Instructions for the task: All lines from the one containing "pub use server::TowerServer;" to the end of the material are to be given again exactly; leave out every line before it.

☆ ☆ ☆ ☆ ☆ ☆ ☆

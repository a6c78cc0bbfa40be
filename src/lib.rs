//! # Runway Arbitration Tower
//!
//! A tower controller for a two-runway airfield, driven entirely by single
//! byte packets on a serial-style link. Planes ask for an ID, request takeoff
//! or landing, declare their runway clear, and may declare an emergency; the
//! tower answers with clearances, holds, diverts and say-agains.
//!
//! ## Features
//!
//! - **Fixed 8-bit protocol**: `[PlaneId:4][RequestType:3][ActionBit:1]`
//! - **Bounded state**: 16 plane IDs, two FIFO queues of 8, two runways
//! - **Emergency exclusivity**: one plane holds the emergency until it resolves
//! - **Alternating arbitration**: optional takeoff/landing fairness with runway closure
//! - **TCP tower service**: raw packet data port plus a JSON control channel
//!
//! ## Quick Start
//!
//! ```rust
//! use atcbus::{Arbiter, Operation, Packet, Runway};
//!
//! let mut tower = Arbiter::new();
//!
//! let replies = tower.dispatch(Packet::id_please());
//! let plane = replies[0].plane;
//!
//! let replies = tower.dispatch(Packet::request(plane, Operation::Takeoff));
//! assert_eq!(replies[0], Packet::clear(plane, Runway::Zero));
//! ```
//!
//! ## Architecture
//!
//! - [`protocol`] - Packet codec and the JSON control protocol
//! - [`registry`], [`runway`], [`queue`], [`emergency`] - Tower state
//! - [`arbiter`] - Request dispatch and runway arbitration
//! - [`link`] - Byte transport and the serial pump
//! - [`server`] - Tokio TCP front end
//! - [`telemetry`] - Snapshots for the control channel
//! - [`console`] - Human-readable packet rendering
//! - [`config`] - Tower configuration

#![deny(clippy::all)]
#![deny(clippy::pedantic)]
#![allow(clippy::module_name_repetitions)]
#![allow(clippy::cast_possible_truncation)]
#![allow(clippy::cast_sign_loss)]
#![allow(clippy::must_use_candidate)]
#![allow(clippy::missing_errors_doc)]

extern crate alloc;

pub mod arbiter;
pub mod config;
pub mod console;
pub mod emergency;
pub mod link;
pub mod protocol;
pub mod queue;
pub mod registry;
pub mod runway;
pub mod server;
pub mod telemetry;

// Re-export main public types for convenience
pub use arbiter::{Arbiter, ArbiterConfig, ControlInputs, Replies};
pub use config::TowerConfig;
pub use protocol::{Packet, PlaneId, RequestType};
pub use runway::{Operation, Runway};
pub use server::TowerServer;
pub use telemetry::TowerSnapshot;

☆ ☆ ☆ ☆ ☆ ☆ ☆

Exercise result:
pub use server::TowerServer;
pub use telemetry::TowerSnapshot;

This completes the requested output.